Chelyabinsk asteroid glowed at 30x strength of sun
Updated 7:15 p.m. ET
When a massive asteroid exploded over the Russian city of Chelyabinsk on Feb. 15, 2012, it injured more than 1,200 people and damaged hundreds of buildings.
In the nine months since the asteroid exploded, researchers led by the Russian Academy of Sciences have visited 50 villages in the surrounding area to assess the damage it caused. Security and amateur video footage helped them trace the path of the fireball as it streaked across the sky.
Their investigation, to be published Nov. 7 in the journal Science, showed that the explosion caused a shockwave strong enough to knock people off their feet. The damage spread up to 55 miles around the point of impact, as the shockwave shattered windows in 3,600 apartment blocks and collapsed a factory roof.
The asteroid reached its brightest and hottest -- glowing 30 times brighter than the sun -- a mere 18 miles from the ground. The glow left observers with retina and skin burns -- one resident, who made the mistake of looking at the asteroid from 18 miles away, later lost skin due to the radiation burns.
It reached a peak speed of 11.6 miles per second -- or more than 40,000 miles per hour. When it started exploding some 28 miles from the ground, it created the largest airburst on the planet since 1908, when another asteroid struck near the Podkamennaya Tunguska River in Siberia, flattening millions of trees over more than 800 square miles.
The Chelyabinsk airburst had the force of 400 to 600 kilotonnes of TNT, according to another study, published in Nature.
After studying the Chelyabinsk data, the Tunguska event and others, the authors "conclude that the number of big airbursts 'may be an order of magnitude higher' than astronomers would have predicted," according to a summary in Science. "That would boost the frequency of Tunguska-size blasts from once in several thousand years to once in a few hundred years."

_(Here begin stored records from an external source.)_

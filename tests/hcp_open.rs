//! End-to-end tests for resolving the startup secret against a fake HCP API.
//!
//! A wiremock server stands in for api.cloud.hashicorp.com; each test points
//! `HCP_API_BASE` at it and checks what would be stored in the global.

use std::collections::HashMap;

use secrets_bootstrap::config::Config;
use secrets_bootstrap::{resolve, SecretValue};
use serde_json::json;
use wiremock::matchers::{header, method, path};
use wiremock::{Mock, MockServer, ResponseTemplate};

const OPEN_PATH: &str = "/secrets/2023-06-13/organizations/org-1/projects/proj-1/apps/Demo/open";

fn config_for(base: &str) -> Config {
    let vars: HashMap<&str, String> = HashMap::from([
        ("HCP_API_BASE", base.to_string()),
        ("HCP_ORG", "org-1".to_string()),
        ("HCP_PROJECT", "proj-1".to_string()),
        ("HCP_API_KEY", "test-token".to_string()),
        ("HCP_TIMEOUT_SECS", "5".to_string()),
    ]);
    Config::from_lookup(|key| vars.get(key).cloned())
}

async fn mount(server: &MockServer, response: ResponseTemplate) {
    Mock::given(method("GET"))
        .and(path(OPEN_PATH))
        .respond_with(response)
        .expect(1)
        .mount(server)
        .await;
}

// ═══════════════════════════════════════════════════════════════════
//  Happy path
// ═══════════════════════════════════════════════════════════════════

#[tokio::test]
async fn test_first_secret_value_is_stored_verbatim() {
    let server = MockServer::start().await;
    Mock::given(method("GET"))
        .and(path(OPEN_PATH))
        .and(header("authorization", "Bearer test-token"))
        .respond_with(ResponseTemplate::new(200).set_body_json(json!({
            "secrets": [
                {"name": "api_key", "version": {"version": 2, "value": "sk_live_abc123"}},
                {"name": "other", "version": {"version": 1, "value": "not-this-one"}}
            ]
        })))
        .expect(1)
        .mount(&server)
        .await;

    let value = resolve(&config_for(&server.uri())).await;
    assert_eq!(value, SecretValue::Loaded("sk_live_abc123".to_string()));
}

// ═══════════════════════════════════════════════════════════════════
//  Fallback placeholders
// ═══════════════════════════════════════════════════════════════════

#[tokio::test]
async fn test_missing_org_makes_no_request() {
    let server = MockServer::start().await;
    Mock::given(method("GET"))
        .respond_with(ResponseTemplate::new(200))
        .expect(0)
        .mount(&server)
        .await;

    let base = server.uri();
    let cfg = Config::from_lookup(|key| match key {
        "HCP_API_BASE" => Some(base.clone()),
        "HCP_PROJECT" => Some("proj-1".to_string()),
        _ => None,
    });

    let value = resolve(&cfg).await;
    assert_eq!(
        value,
        SecretValue::Placeholder("Demo: You have not loaded your secrets".to_string())
    );
}

#[tokio::test]
async fn test_non_success_status_is_reported() {
    let server = MockServer::start().await;
    mount(&server, ResponseTemplate::new(403).set_body_string("forbidden")).await;

    let value = resolve(&config_for(&server.uri())).await;
    assert_eq!(value.as_str(), "Demo: Failed to fetch secrets (403)");
    assert!(!value.is_loaded());
}

#[tokio::test]
async fn test_server_error_status_is_not_retried() {
    let server = MockServer::start().await;
    // expect(1) fails the test on drop if a retry happens
    mount(&server, ResponseTemplate::new(503)).await;

    let value = resolve(&config_for(&server.uri())).await;
    assert_eq!(value.as_str(), "Demo: Failed to fetch secrets (503)");
}

#[tokio::test]
async fn test_empty_secret_list_is_invalid() {
    let server = MockServer::start().await;
    mount(&server, ResponseTemplate::new(200).set_body_json(json!({"secrets": []}))).await;

    let value = resolve(&config_for(&server.uri())).await;
    assert_eq!(value.as_str(), "Demo: Invalid secrets response");
}

#[tokio::test]
async fn test_missing_version_value_is_invalid() {
    let server = MockServer::start().await;
    mount(
        &server,
        ResponseTemplate::new(200).set_body_json(json!({"secrets": [{"name": "api_key", "version": {"value": ""}}]})),
    )
    .await;

    let value = resolve(&config_for(&server.uri())).await;
    assert_eq!(value.as_str(), "Demo: Invalid secrets response");
}

#[tokio::test]
async fn test_malformed_json_carries_error_message() {
    let server = MockServer::start().await;
    mount(&server, ResponseTemplate::new(200).set_body_string("<html>oops</html>")).await;

    let value = resolve(&config_for(&server.uri())).await;
    let msg = value.as_str();
    assert!(msg.starts_with("Demo: Error loading secrets: "), "got: '{}'", msg);
    assert!(
        msg.len() > "Demo: Error loading secrets: ".len(),
        "error message should not be empty: '{}'",
        msg
    );
}

#[tokio::test]
async fn test_connection_failure_carries_error_message() {
    // Grab a free port, then close it so the connection is refused.
    let listener = std::net::TcpListener::bind("127.0.0.1:0").unwrap();
    let addr = listener.local_addr().unwrap();
    drop(listener);

    let value = resolve(&config_for(&format!("http://{}", addr))).await;
    let msg = value.as_str();
    assert!(msg.starts_with("Demo: Error loading secrets: "), "got: '{}'", msg);
    assert!(!value.is_loaded());
}

#[tokio::test]
async fn test_placeholders_use_configured_app_name() {
    let server = MockServer::start().await;
    Mock::given(method("GET"))
        .and(path("/secrets/2023-06-13/organizations/org-1/projects/proj-1/apps/billing/open"))
        .respond_with(ResponseTemplate::new(404))
        .expect(1)
        .mount(&server)
        .await;

    let mut cfg = config_for(&server.uri());
    cfg.app_name = "billing".to_string();

    let value = resolve(&cfg).await;
    assert_eq!(value.as_str(), "billing: Failed to fetch secrets (404)");
}

#[tokio::test]
async fn test_whitespace_org_still_sends_the_request() {
    let server = MockServer::start().await;
    Mock::given(method("GET"))
        .respond_with(ResponseTemplate::new(403))
        .expect(1)
        .mount(&server)
        .await;

    let base = server.uri();
    let cfg = Config::from_lookup(|key| match key {
        "HCP_API_BASE" => Some(base.clone()),
        "HCP_ORG" => Some("  ".to_string()),
        _ => None,
    });

    let value = resolve(&cfg).await;
    assert_eq!(value.as_str(), "Demo: Failed to fetch secrets (403)");
}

By that analysis, Chelyabinsk-class events could be expected every few decades instead of once every century or so as previously believed. But given the small number of actual observations, researcher Peter Brown of the University of Western Ontario told Science, "I could easily see a factor of three (uncertainty) each way."
Asked if the public should worry more about asteroid impacts in the wake of the new study, Bill Cooke, who leads the Meteoroid Environment Office at NASA's Marshall Space Flight Center in Huntsville, Ala., told reporters "I sleep just as well now as I did before Chelyabinsk."
He reminded reporters that even though the Chelyabinsk air blast "had a fair number of injuries, there were no fatalities on the ground."
"So yeah, Chelyabinsk was an eye opener, but we shouldn't give it an excessive amount of importance as to what may come in the future," he said. "A lot is going to depend on where an event occurs. The odds are an event will occur over the ocean rather than over a populated area."
In a third study on the asteroid, also published in Nature, Jiri Borovicka of the Academy of Sciences of the Czech Republic mapped the orbit of the meteor, showing that it was once likely part of asteroid 86039.
The Russian Academy of Sciences study went on to say the rock core shows that the asteroid represents a type of meteorite called an LL chondrite. That is the same as the space asteroid Itokawa. The Japanese space asteroid probe Hayabusa collected samples of Itokawa in 2011, the findings of which are helping researchers better understand the Chelyabinsk asteroid.
The researchers believe the asteroid started at about 19.8 meters in diameter, though that estimate may have varied up to 4.6 meters in either direction. By the time it reached the ground, tearing through the frozen surface of Lake Chebarkul, it left a hole just 7 meters wide.
Only about .05 percent of the actual meteor made it to Earth, as the rest burned under the intense heat. The largest chunk -- the one that left the 7-meter hole -- weighed 650 kilograms. It was recovered from the lake in October.